Old vulnerability in Apple's QuickTime Player allows remote code execution for Windows systems (UPDATED)
First published: 2010-08-31
Updated: 2010-09-16
Yesterday the Spanish security researcher, Ruben Santamarta, posted Proof-of-Concept exploit code for a vulnerability in Apple's QuickTime Player.
He demonstrated how a nine year old unused parameter in QuickTime Player, known as _Marshaled_pUnk, could be used to take full control over Windows-based system with Live Messenger installed, and execute program code remotely.
Analysts agree that this is not a standard vulnerability in the sense of non-secure programming, but rather an oversight as program code used during development was left in the released program version (and still is there nine years after).

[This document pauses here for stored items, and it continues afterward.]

//! # Replenish Calculation Engine
//!
//! 核心補貨計算引擎

pub mod engine;
pub mod policy;
pub mod projection;
pub mod registry;

// Re-export 主要類型
pub use engine::ScheduleCalculator;
pub use policy::{PolicyCalculator, PolicyKind};
pub use projection::ImpactCalculator;
pub use registry::AlgorithmRegistry;

/// 政策的名稱與描述（對外列舉用）
#[derive(Debug, Clone, PartialEq, Eq, serde::Serialize, serde::Deserialize)]
pub struct AlgorithmInfo {
    /// 政策名稱
    pub name: String,

    /// 政策描述
    pub description: String,
}

impl From<PolicyKind> for AlgorithmInfo {
    fn from(policy: PolicyKind) -> Self {
        Self {
            name: policy.name().to_string(),
            description: policy.description().to_string(),
        }
    }
}
//! 訂單影響投影

use replenish_core::{OrderSchedule, NOTE_EXCESS, NOTE_STOCKOUT};

/// 連續高庫存的警告門檻（期數）
const EXCESS_CONSECUTIVE_WEEKS: usize = 2;

/// 影響投影計算器
pub struct ImpactCalculator;

impl ImpactCalculator {
    /// 計算訂單對收貨與庫存的影響
    ///
    /// 純函數：深複製輸入，呼叫方的排程不會被修改。結果只由
    /// rqt、ord、ld_tm 與期初庫存決定——投影前 rec 重新歸零，
    /// 因此對同一排程重複投影會得到相同結果。
    pub fn project(schedule: &OrderSchedule) -> OrderSchedule {
        let mut result = schedule.clone();
        let len = result.horizon_len();

        // a. 依提前期平移訂單得到投影收貨；
        //    超出期末的到貨歸入最後一期而不是被丟棄
        result.rec = vec![0; len];
        for (week, &qty) in result.ord.iter().enumerate() {
            if qty == 0 {
                continue;
            }
            // checked_add：重投影入口不經過場景驗證，
            // 荒謬的提前期一樣歸入最後一期而不是溢位
            match week.checked_add(result.ld_tm) {
                Some(arrival) if arrival < len => result.rec[arrival] += qty,
                _ => result.rec[len - 1] += qty,
            }
        }

        // b. 投影庫存：期初值照抄，其後逐期扣掉未被收貨覆蓋的需求，
        //    下限為 0（缺貨停在 0，不會變成負數）
        for i in 1..len {
            let consumed = result.rqt[i] - result.rec[i];
            result.inv[i] = (result.inv[i - 1] - consumed).max(0);
        }

        // c. 產生警告備註
        result.notes = Self::build_notes(&result);

        result
    }

    /// 掃描投影庫存，組出警告字串（以單一空格串接，無警告為空字串）
    fn build_notes(schedule: &OrderSchedule) -> String {
        let mut notes: Vec<&str> = Vec::new();

        if schedule.has_stockout() {
            notes.push(NOTE_STOCKOUT);
        }

        // 連續 2 期以上超過目標的 3 倍只警告一次，找到即停
        let mut consecutive = 0;
        for &inv in &schedule.inv {
            if inv > 3 * schedule.inv_tgt {
                consecutive += 1;
                if consecutive >= EXCESS_CONSECUTIVE_WEEKS {
                    notes.push(NOTE_EXCESS);
                    break;
                }
            } else {
                consecutive = 0;
            }
        }

        notes.join(" ")
    }
}
//! 簡單補貨排程示例

use replenish::{calculate_orders, list_algorithms, scenarios_from_source, PlanningConfig};

fn main() -> Result<(), Box<dyn std::error::Error>> {
    tracing_subscriber::fmt::init();

    println!("=== 簡單補貨排程示例 ===\n");

    println!("可用政策:");
    for info in list_algorithms() {
        println!("  - {}: {}", info.name, info.description);
    }

    let config = PlanningConfig::default();
    let scenarios = scenarios_from_source("StaticRandom", &config);

    println!("\n場景清單:");
    for scenario in &scenarios {
        println!(
            "  - 物料: {}, 目標庫存: {}, 提前期: {}, 期初庫存: {}",
            scenario.mpn, scenario.inv_tgt, scenario.ld_tm, scenario.inv[0]
        );
    }

    let schedules = calculate_orders(&scenarios, "SmartReplenish")?;

    println!("\n排程結果 (SmartReplenish):");
    for schedule in &schedules {
        println!("  - 物料: {}", schedule.mpn);
        println!("    訂單: {:?}", schedule.ord);
        println!("    投影收貨: {:?}", schedule.rec);
        println!("    投影庫存: {:?}", schedule.inv);
        if !schedule.notes.is_empty() {
            println!("    警告: {}", schedule.notes);
        }
    }

    Ok(())
}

Only minutes before this advisory was written, exploit code was added to the open source Metasploit project, which is popular among security researchers as well as more dubious elements.
As of this writing there are no available security updates for QuickTime Player.
This security advisory will be updated when more information is available.
Update 16 September 2010
Apple has published QuickTime version 7.6.8. This update fixes the vulnerability mentioned above as well as another vulnerability in previous QuickTime versions.
More information is available from Apple's security article HT 4339.
Norman recommends QuickTime users to upgrade to the latest version.